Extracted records
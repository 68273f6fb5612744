//! Worley noise field generation.
//!
//! A [`NoiseFieldGenerator`] scatters one jittered seed point per cell of a
//! `cell_count^3` lattice, hands the points to a [`WorleyCompute`] backend for
//! the nearest-point distance pass, and normalizes the result into a
//! [`NoiseField`] of densities in [0, 1].

pub mod compute;
pub mod cpu;
pub mod field;
pub mod generator;
pub mod gpu;
pub mod points;
pub mod texture;

mod buffers;
mod rng;

pub use compute::{DistanceRequest, WorleyCompute};
pub use cpu::CpuWorley;
pub use field::{FieldStats, NoiseField};
pub use generator::NoiseFieldGenerator;
pub use gpu::GpuWorley;
pub use texture::NoiseTexture;
use cumulus_core::constants::NOISE_LAYER_COUNT;
use cumulus_core::math::{clamp_in_place, finite_or, finite_vec3_or, non_negative};
use glam::Vec3;
use serde::{Deserialize, Serialize};

/// One octave of the cloud density: the shared noise texture sampled at its
/// own scale, scrolling in its own direction, blended by weight.
#[derive(Debug, Clone, Copy, PartialEq, Serialize, Deserialize)]
#[serde(default)]
pub struct NoiseLayer {
    /// Texture repeats per unit of volume space along each axis.
    pub scale: Vec3,
    pub scroll_direction: Vec3,
    pub scroll_speed: f32,
    /// Relative contribution. Negative weights are clamped to 0.
    pub weight: f32,
}

impl NoiseLayer {
    /// Full-weight layer at unit scale.
    pub fn primary() -> Self {
        Self {
            scale: Vec3::ONE,
            scroll_direction: Vec3::ZERO,
            scroll_speed: 1.0,
            weight: 1.0,
        }
    }

    /// Zero-weight layer at unit scale; contributes nothing until weighted.
    pub fn silent() -> Self {
        Self {
            weight: 0.0,
            ..Self::primary()
        }
    }

    /// Texture-space scroll velocity handed to the shader.
    pub fn scroll_velocity(&self, speed_multiplier: f32) -> Vec3 {
        self.scroll_direction * self.scroll_speed * speed_multiplier
    }

    /// Clamp the weight to be non-negative and replace non-finite scale or
    /// scroll values. Returns true if anything changed.
    pub(crate) fn sanitize(&mut self) -> bool {
        let mut changed = clamp_in_place(&mut self.weight, non_negative);
        changed |= clamp_in_place(&mut self.scale, |s| finite_vec3_or(s, Vec3::ONE));
        changed |= clamp_in_place(&mut self.scroll_direction, |d| finite_vec3_or(d, Vec3::ZERO));
        changed |= clamp_in_place(&mut self.scroll_speed, |s| finite_or(s, 0.0));
        changed
    }
}

impl Default for NoiseLayer {
    fn default() -> Self {
        Self::silent()
    }
}

/// The starting layer stack: one primary layer, the rest silent.
pub fn default_layers() -> [NoiseLayer; NOISE_LAYER_COUNT] {
    [NoiseLayer::primary(), NoiseLayer::silent(), NoiseLayer::silent()]
}
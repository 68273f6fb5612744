use cumulus_core::constants::WORKGROUP_SIZE;
use cumulus_core::{CloudError, Resolution};

use crate::buffers::{dispatch_sizes, DispatchBuffers, GpuPoint, WorleyParams};
use crate::compute::{DistanceRequest, WorleyCompute};
use crate::field::NoiseField;
use crate::texture::NoiseTexture;

/// wgpu implementation of the Worley distance pass.
///
/// The pipeline and bind group layout are built once; every dispatch
/// allocates its buffers through a scoped [`DispatchBuffers`] guard.
pub struct GpuWorley {
    device: wgpu::Device,
    queue: wgpu::Queue,
    bind_group_layout: wgpu::BindGroupLayout,
    pipeline: wgpu::ComputePipeline,
}

impl GpuWorley {
    /// Build the Worley pipeline on an existing device.
    pub fn new(device: wgpu::Device, queue: wgpu::Queue) -> Self {
        // 2 storage + 1 uniform
        let bind_group_layout = device.create_bind_group_layout(&wgpu::BindGroupLayoutDescriptor {
            label: Some("worley-bind-group-layout"),
            entries: &[
                // binding 0: seed points (storage, read)
                wgpu::BindGroupLayoutEntry {
                    binding: 0,
                    visibility: wgpu::ShaderStages::COMPUTE,
                    ty: wgpu::BindingType::Buffer {
                        ty: wgpu::BufferBindingType::Storage { read_only: true },
                        has_dynamic_offset: false,
                        min_binding_size: None,
                    },
                    count: None,
                },
                // binding 1: distances (storage, read_write)
                wgpu::BindGroupLayoutEntry {
                    binding: 1,
                    visibility: wgpu::ShaderStages::COMPUTE,
                    ty: wgpu::BindingType::Buffer {
                        ty: wgpu::BufferBindingType::Storage { read_only: false },
                        has_dynamic_offset: false,
                        min_binding_size: None,
                    },
                    count: None,
                },
                // binding 2: params
                wgpu::BindGroupLayoutEntry {
                    binding: 2,
                    visibility: wgpu::ShaderStages::COMPUTE,
                    ty: wgpu::BindingType::Buffer {
                        ty: wgpu::BufferBindingType::Uniform,
                        has_dynamic_offset: false,
                        min_binding_size: None,
                    },
                    count: None,
                },
            ],
        });

        let constants_preamble = format!("const WORKGROUP_SIZE: u32 = {}u;\n", WORKGROUP_SIZE);
        let worley_wgsl = include_str!("../../../shaders/noise/worley.wgsl");
        let shader_source = format!("{constants_preamble}\n{worley_wgsl}");

        let module = device.create_shader_module(wgpu::ShaderModuleDescriptor {
            label: Some("worley-shader"),
            source: wgpu::ShaderSource::Wgsl(shader_source.into()),
        });

        let layout = device.create_pipeline_layout(&wgpu::PipelineLayoutDescriptor {
            label: Some("worley-pipeline-layout"),
            bind_group_layouts: &[&bind_group_layout],
            push_constant_ranges: &[],
        });

        let pipeline = device.create_compute_pipeline(&wgpu::ComputePipelineDescriptor {
            label: Some("worley-pipeline"),
            layout: Some(&layout),
            module: &module,
            entry_point: Some("main"),
            compilation_options: Default::default(),
            cache: None,
        });

        log::info!("GpuWorley: pipeline ready (workgroup {0}x{0}x{0})", WORKGROUP_SIZE);

        Self {
            device,
            queue,
            bind_group_layout,
            pipeline,
        }
    }

    /// Acquire a headless adapter and device and build the pipeline.
    /// Blocks on the async adapter request.
    pub fn request_headless() -> Result<Self, CloudError> {
        let instance = wgpu::Instance::new(&wgpu::InstanceDescriptor {
            backends: wgpu::Backends::PRIMARY,
            ..Default::default()
        });

        let adapter = pollster::block_on(instance.request_adapter(&wgpu::RequestAdapterOptions {
            power_preference: wgpu::PowerPreference::HighPerformance,
            compatible_surface: None,
            force_fallback_adapter: false,
        }))
        .ok_or_else(|| {
            CloudError::ResourceUnavailable("no compute-capable GPU adapter found".to_string())
        })?;

        log::info!("GpuWorley adapter: {}", adapter.get_info().name);

        let (device, queue) = pollster::block_on(adapter.request_device(
            &wgpu::DeviceDescriptor {
                label: Some("cumulus-device"),
                required_features: wgpu::Features::empty(),
                required_limits: wgpu::Limits::default(),
                memory_hints: wgpu::MemoryHints::Performance,
            },
            None,
        ))
        .map_err(|e| CloudError::ResourceUnavailable(e.to_string()))?;

        Ok(Self::new(device, queue))
    }

    pub fn device(&self) -> &wgpu::Device {
        &self.device
    }

    pub fn queue(&self) -> &wgpu::Queue {
        &self.queue
    }

    /// Upload a generated field as a sampleable 3D texture on this device.
    pub fn upload_texture(&self, field: &NoiseField) -> NoiseTexture {
        NoiseTexture::upload(&self.device, &self.queue, field)
    }

    fn check_limits(&self, resolution: Resolution, point_count: usize) -> Result<(), CloudError> {
        let limits = self.device.limits();
        let binding_limit = limits.max_storage_buffer_binding_size as u64;
        let (point_bytes, distance_bytes) = dispatch_sizes(point_count, resolution.voxel_count());
        for requested in [point_bytes, distance_bytes] {
            if requested > binding_limit || requested > limits.max_buffer_size {
                return Err(CloudError::BufferTooLarge {
                    requested,
                    limit: binding_limit.min(limits.max_buffer_size),
                });
            }
        }
        if resolution.workgroups_per_axis() > limits.max_compute_workgroups_per_dimension {
            return Err(CloudError::ResourceUnavailable(format!(
                "{} work-groups per axis exceeds device limit {}",
                resolution.workgroups_per_axis(),
                limits.max_compute_workgroups_per_dimension
            )));
        }
        Ok(())
    }
}

impl WorleyCompute for GpuWorley {
    fn label(&self) -> &str {
        "gpu"
    }

    fn compute_distances(&mut self, request: &DistanceRequest<'_>) -> Result<Vec<f32>, CloudError> {
        if request.points.is_empty() {
            return Err(CloudError::ResourceUnavailable(
                "empty point set cannot be bound".to_string(),
            ));
        }
        self.check_limits(request.resolution, request.points.len())?;

        let side = request.resolution.side();
        let gpu_points: Vec<GpuPoint> = request.points.iter().copied().map(GpuPoint::from).collect();
        let params = WorleyParams {
            cell_count: request.cell_count,
            resolution: side,
            point_count: gpu_points.len() as u32,
            _pad: 0,
        };

        let buffers = DispatchBuffers::new(
            &self.device,
            &gpu_points,
            &params,
            request.resolution.voxel_count() as u64,
        );

        let bind_group = self.device.create_bind_group(&wgpu::BindGroupDescriptor {
            label: Some("worley-bind-group"),
            layout: &self.bind_group_layout,
            entries: &[
                wgpu::BindGroupEntry {
                    binding: 0,
                    resource: buffers.points.as_entire_binding(),
                },
                wgpu::BindGroupEntry {
                    binding: 1,
                    resource: buffers.distances.as_entire_binding(),
                },
                wgpu::BindGroupEntry {
                    binding: 2,
                    resource: buffers.params.as_entire_binding(),
                },
            ],
        });

        let mut encoder = self
            .device
            .create_command_encoder(&wgpu::CommandEncoderDescriptor {
                label: Some("worley-encoder"),
            });

        {
            let mut pass = encoder.begin_compute_pass(&wgpu::ComputePassDescriptor {
                label: Some("worley-pass"),
                timestamp_writes: None,
            });
            pass.set_pipeline(&self.pipeline);
            pass.set_bind_group(0, &bind_group, &[]);
            let [x, y, z] = request.workgroups();
            pass.dispatch_workgroups(x, y, z);
        }
        buffers.copy_to_staging(&mut encoder);

        self.queue.submit(std::iter::once(encoder.finish()));

        let distances = buffers
            .read_distances(&self.device)
            .map_err(CloudError::ReadbackFailed)?;

        log::debug!(
            "GpuWorley: {} points -> {} distances",
            request.points.len(),
            distances.len()
        );
        Ok(distances)
    }
}
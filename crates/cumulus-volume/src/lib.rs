pub mod block;
pub mod layer;
pub mod light;
pub mod params;
pub mod settings;

pub use block::{CloudUniforms, LayerBlock, ParameterBlock};
pub use layer::NoiseLayer;
pub use light::{DirectionalLight, LightVector};
pub use params::{CloudVolumeParameters, SettingsChange, SettingsObserver};
pub use settings::{CloudSettings, NoiseSettings, SettingsError};
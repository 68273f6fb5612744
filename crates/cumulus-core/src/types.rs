use serde::{Deserialize, Serialize};

use crate::constants::WORKGROUP_SIZE;
use crate::error::CloudError;

/// Edge length of a cubic noise field. Only the three texture sizes the
/// volume shader is tuned for are representable.
#[derive(Debug, Clone, Copy, PartialEq, Eq, Hash, Default, Serialize, Deserialize)]
#[serde(try_from = "u32", into = "u32")]
pub enum Resolution {
    #[default]
    R64,
    R128,
    R256,
}

impl Resolution {
    pub const ALL: [Resolution; 3] = [Resolution::R64, Resolution::R128, Resolution::R256];

    /// Voxels along one axis.
    pub fn side(self) -> u32 {
        match self {
            Resolution::R64 => 64,
            Resolution::R128 => 128,
            Resolution::R256 => 256,
        }
    }

    /// Total voxels in the cube (side^3).
    pub fn voxel_count(self) -> usize {
        let side = self.side() as usize;
        side * side * side
    }

    /// Work-groups per axis needed to cover the cube: ceil(side / WORKGROUP_SIZE).
    pub fn workgroups_per_axis(self) -> u32 {
        self.side().div_ceil(WORKGROUP_SIZE)
    }
}

impl TryFrom<u32> for Resolution {
    type Error = CloudError;

    fn try_from(side: u32) -> Result<Self, Self::Error> {
        match side {
            64 => Ok(Resolution::R64),
            128 => Ok(Resolution::R128),
            256 => Ok(Resolution::R256),
            other => Err(CloudError::UnsupportedResolution(other)),
        }
    }
}

impl From<Resolution> for u32 {
    fn from(resolution: Resolution) -> u32 {
        resolution.side()
    }
}

/// Cache identity of a generated noise field.
///
/// `epoch` advances on every generation, so two fields built from identical
/// settings still compare unequal.
#[derive(Debug, Clone, Copy, PartialEq, Eq, Hash)]
pub struct FieldKey {
    pub resolution: Resolution,
    pub cell_count: u32,
    pub epoch: u64,
}

/// Opaque handle to a texture owned by the renderer (e.g. a blue-noise
/// dither map). The core never dereferences it.
#[derive(Debug, Clone, Copy, PartialEq, Eq, Hash)]
pub struct TextureHandle(pub u64);

#[cfg(test)]
mod tests {
    use super::*;

    #[test]
    fn test_resolution_sides() {
        assert_eq!(Resolution::R64.side(), 64);
        assert_eq!(Resolution::R128.side(), 128);
        assert_eq!(Resolution::R256.side(), 256);
    }

    #[test]
    fn test_voxel_count() {
        assert_eq!(Resolution::R64.voxel_count(), 262_144);
        assert_eq!(Resolution::R256.voxel_count(), 16_777_216);
    }

    #[test]
    fn test_workgroups_per_axis() {
        assert_eq!(Resolution::R64.workgroups_per_axis(), 16);
        assert_eq!(Resolution::R128.workgroups_per_axis(), 32);
        assert_eq!(Resolution::R256.workgroups_per_axis(), 64);
    }

    #[test]
    fn test_try_from_rejects_unsupported() {
        assert_eq!(Resolution::try_from(128).ok(), Some(Resolution::R128));
        assert!(matches!(
            Resolution::try_from(96),
            Err(CloudError::UnsupportedResolution(96))
        ));
        assert!(Resolution::try_from(0).is_err());
    }

    #[test]
    fn test_default_is_smallest() {
        assert_eq!(Resolution::default(), Resolution::R64);
    }
}
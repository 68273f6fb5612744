use std::path::Path;

use cumulus_noise::{NoiseField, NoiseFieldGenerator};

/// Summary of one generated field.
#[derive(Debug, Clone, PartialEq, serde::Serialize, serde::Deserialize)]
pub struct FieldReport {
    pub resolution: u32,
    pub cell_count: u32,
    pub epoch: u64,
    pub seed: u32,
    pub backend: String,
    pub min: f32,
    pub max: f32,
    pub mean: f32,
    pub elapsed_ms: f64,
}

impl FieldReport {
    pub fn new(field: &NoiseField, generator: &NoiseFieldGenerator, elapsed_ms: f64) -> Self {
        let key = field.key();
        let stats = field.stats();
        Self {
            resolution: key.resolution.side(),
            cell_count: key.cell_count,
            epoch: key.epoch,
            seed: generator.seed(),
            backend: generator.backend_label().to_string(),
            min: stats.min,
            max: stats.max,
            mean: stats.mean,
            elapsed_ms,
        }
    }
}

/// Load a report from a JSON file. Returns None if the file doesn't exist
/// or doesn't parse.
pub fn load_report(path: &Path) -> Option<FieldReport> {
    let contents = std::fs::read_to_string(path).ok()?;
    serde_json::from_str(&contents).ok()
}

/// Save a report to a JSON file.
pub fn save_report(path: &Path, report: &FieldReport) -> std::io::Result<()> {
    if let Some(parent) = path.parent() {
        std::fs::create_dir_all(parent)?;
    }
    let json = serde_json::to_string_pretty(report).map_err(std::io::Error::other)?;
    std::fs::write(path, json)
}

/// Write the field as raw little-endian f32 voxels, x-fastest.
///
/// Any previously saved field at `path` is replaced. The new data is written
/// beside it first and renamed over it, so a failed write leaves the old file
/// intact.
pub fn save_field(path: &Path, field: &NoiseField) -> std::io::Result<()> {
    if let Some(parent) = path.parent() {
        std::fs::create_dir_all(parent)?;
    }
    let bytes: Vec<u8> = field.values().iter().flat_map(|v| v.to_le_bytes()).collect();
    let staging = path.with_extension("partial");
    std::fs::write(&staging, bytes)?;
    std::fs::rename(&staging, path)
}

/// Read a field written by [`save_field`].
pub fn load_field(path: &Path) -> std::io::Result<Vec<f32>> {
    let bytes = std::fs::read(path)?;
    if bytes.len() % 4 != 0 {
        return Err(std::io::Error::new(
            std::io::ErrorKind::InvalidData,
            format!("field file is {} bytes, not a whole number of f32s", bytes.len()),
        ));
    }
    Ok(bytes
        .chunks_exact(4)
        .map(|c| f32::from_le_bytes([c[0], c[1], c[2], c[3]]))
        .collect())
}

/// Format a report as a markdown summary table.
pub fn format_markdown(report: &FieldReport) -> String {
    let mut out = String::new();
    out.push_str("| Resolution | Cells | Epoch | Seed | Backend | Min | Max | Mean | Time (ms) |\n");
    out.push_str("|------------|-------|-------|------|---------|-----|-----|------|-----------|\n");
    out.push_str(&format!(
        "| {0}^3 | {1}^3 | {2} | {3} | {4} | {5:.3} | {6:.3} | {7:.3} | {8:.2} |\n",
        report.resolution,
        report.cell_count,
        report.epoch,
        report.seed,
        report.backend,
        report.min,
        report.max,
        report.mean,
        report.elapsed_ms,
    ));
    out
}
//! Single source of truth for shared constants.
//! The work-group size is injected into the Worley kernel preamble so the
//! Rust dispatch math and the WGSL `@workgroup_size` can never disagree.

/// Edge length of a compute work-group (4x4x4 invocations).
pub const WORKGROUP_SIZE: u32 = 4;

/// Smallest cell lattice: a single jittered point for the whole volume.
pub const MIN_CELL_COUNT: u32 = 1;

/// Largest cell lattice (16^3 = 4096 points saturates the point budget).
pub const MAX_CELL_COUNT: u32 = 16;

/// Number of weighted noise layers a cloud volume blends.
pub const NOISE_LAYER_COUNT: usize = 3;

/// Minimum extent of the cloud volume along any axis.
pub const MIN_VOLUME_EXTENT: f32 = 0.01;

/// Bounds on the primary (view ray) march step count.
pub const MIN_CLOUD_STEPS: u32 = 4;
pub const MAX_CLOUD_STEPS: u32 = 128;

/// Bounds on the secondary (toward the sun) march step count.
pub const MIN_LIGHT_STEPS: u32 = 4;
pub const MAX_LIGHT_STEPS: u32 = 16;

/// Default far limit of the view ray march, in world units.
pub const DEFAULT_MAX_DISTANCE: f32 = 100.0;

Exercise prompt: Which lines of the records above contain the word "generation"? Show each of them.

Solution to this task:
//! Worley noise field generation.
/// `epoch` advances on every generation, so two fields built from identical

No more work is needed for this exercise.